Monday evening, a man went to various locations on the campus and shot people. He later killed himself. Three students are now dead, and five are being treated for critical injuries at a local hospital. At the church where I was once pastor, University United Methodist Church, staff and Wesley Foundation students spent much of last night’s horrific hours locked in the basement of the church. People called family members cried and prayed.
East Lansing is a small, close-knit community. There is only one middle school and one high school, and many of those middle and high school students will one day attend MSU. Many residents in the community have family members at the college. The community is reeling in shock and grief, like every community that has experienced this uniquely American tragedy. My fear is that we have become numb to such violence—that is, until it happens to us, in our neighborhoods, near our churches, near our children.
My prayer is that we don’t, in our sense of powerlessness, become so numb that we cease to act.
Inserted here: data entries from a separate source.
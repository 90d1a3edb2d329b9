#![expect(
    clippy::tests_outside_test_module,
    reason = "integration tests are only compiled in test mode"
)]

// Integration tests for the Ollama client against a mocked HTTP backend

use std::time::Duration;
use wiremock::matchers::{body_partial_json, method, path};
use wiremock::{Mock, MockServer, ResponseTemplate};

use solution_memory_mcp::config::OllamaConfig;
use solution_memory_mcp::embeddings::ollama::OllamaClient;

fn client_for(server: &MockServer) -> OllamaClient {
    let config = OllamaConfig {
        protocol: "http".to_string(),
        host: server.address().ip().to_string(),
        port: server.address().port(),
        model: "nomic-embed-text:latest".to_string(),
        batch_size: 4,
        embedding_dimension: 768,
    };
    OllamaClient::new(config).expect("should create client")
}

#[tokio::test(flavor = "multi_thread", worker_threads = 2)]
async fn generate_embedding_parses_response() {
    let server = MockServer::start().await;

    Mock::given(method("POST"))
        .and(path("/api/embed"))
        .and(body_partial_json(serde_json::json!({
            "model": "nomic-embed-text:latest",
            "prompt": "hello world"
        })))
        .respond_with(ResponseTemplate::new(200).set_body_json(serde_json::json!({
            "embedding": [0.1, 0.2, 0.3]
        })))
        .expect(1)
        .mount(&server)
        .await;

    let client = client_for(&server);
    let result = client
        .generate_embedding("hello world")
        .expect("should generate embedding");

    assert_eq!(result.text, "hello world");
    assert_eq!(result.embedding, vec![0.1, 0.2, 0.3]);
}

#[tokio::test(flavor = "multi_thread", worker_threads = 2)]
async fn health_check_passes_when_model_is_listed() {
    let server = MockServer::start().await;

    Mock::given(method("GET"))
        .and(path("/api/tags"))
        .respond_with(ResponseTemplate::new(200).set_body_json(serde_json::json!({
            "models": [
                {"name": "nomic-embed-text:latest", "size": 274302450, "digest": "abc123"}
            ]
        })))
        .mount(&server)
        .await;

    let client = client_for(&server);
    client.health_check().expect("health check should pass");
}

#[tokio::test(flavor = "multi_thread", worker_threads = 2)]
async fn validate_model_fails_for_unknown_model() {
    let server = MockServer::start().await;

    Mock::given(method("GET"))
        .and(path("/api/tags"))
        .respond_with(ResponseTemplate::new(200).set_body_json(serde_json::json!({
            "models": [{"name": "some-other-model"}]
        })))
        .mount(&server)
        .await;

    let client = client_for(&server);
    assert!(client.ping().is_ok());

    let error = client
        .validate_model()
        .expect_err("validation should fail for unknown model");
    assert!(error.to_string().contains("not available"));
}

#[tokio::test(flavor = "multi_thread", worker_threads = 2)]
async fn server_errors_are_retried() {
    let server = MockServer::start().await;

    // First attempt fails with a 500; the retry succeeds.
    Mock::given(method("POST"))
        .and(path("/api/embed"))
        .respond_with(ResponseTemplate::new(500))
        .up_to_n_times(1)
        .with_priority(1)
        .mount(&server)
        .await;

    Mock::given(method("POST"))
        .and(path("/api/embed"))
        .respond_with(ResponseTemplate::new(200).set_body_json(serde_json::json!({
            "embedding": [1.0]
        })))
        .with_priority(2)
        .mount(&server)
        .await;

    let client = client_for(&server).with_retry_attempts(2);
    let result = client
        .generate_embedding("retry me")
        .expect("should succeed after retry");
    assert_eq!(result.embedding, vec![1.0]);
}

#[tokio::test(flavor = "multi_thread", worker_threads = 2)]
async fn client_errors_are_not_retried() {
    let server = MockServer::start().await;

    Mock::given(method("POST"))
        .and(path("/api/embed"))
        .respond_with(ResponseTemplate::new(400))
        .expect(1)
        .mount(&server)
        .await;

    let client = client_for(&server)
        .with_timeout(Duration::from_secs(5))
        .with_retry_attempts(3);

    let error = client
        .generate_embedding("bad request")
        .expect_err("client error should not be retried");
    assert!(error.to_string().contains("400") || error.root_cause().to_string().contains("400"));
}

#[tokio::test(flavor = "multi_thread", worker_threads = 2)]
async fn batch_embedding_uses_batch_api() {
    let server = MockServer::start().await;

    Mock::given(method("POST"))
        .and(path("/api/embed"))
        .and(body_partial_json(serde_json::json!({
            "input": ["first", "second"]
        })))
        .respond_with(ResponseTemplate::new(200).set_body_json(serde_json::json!({
            "embeddings": [[0.1, 0.2], [0.3, 0.4]]
        })))
        .expect(1)
        .mount(&server)
        .await;

    let client = client_for(&server);
    let results = client
        .generate_embeddings_batch(&["first".to_string(), "second".to_string()])
        .expect("should generate batch embeddings");

    assert_eq!(results.len(), 2);
    assert_eq!(results[0].embedding, vec![0.1, 0.2]);
    assert_eq!(results[1].embedding, vec![0.3, 0.4]);
}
If we do, we risk becoming like the faithless leaders that Jeremiah describes. “They have treated the wound of my people carelessly, saying, ‘Peace, peace,’ when there is no peace.” Jeremiah 6:14.
There is no peace when we have already experienced 67 mass shootings, by one count, in the first six weeks of this year. The wounds of the people who have lost lives and loved ones and those who have been traumatized by mass shootings are dire. Let us act to end gun violence and let us pray for the many victims it continues to claim.
Please keep the United Methodists who are responding to this tragedy in prayer as they seek to find healing for the East Lansing Community.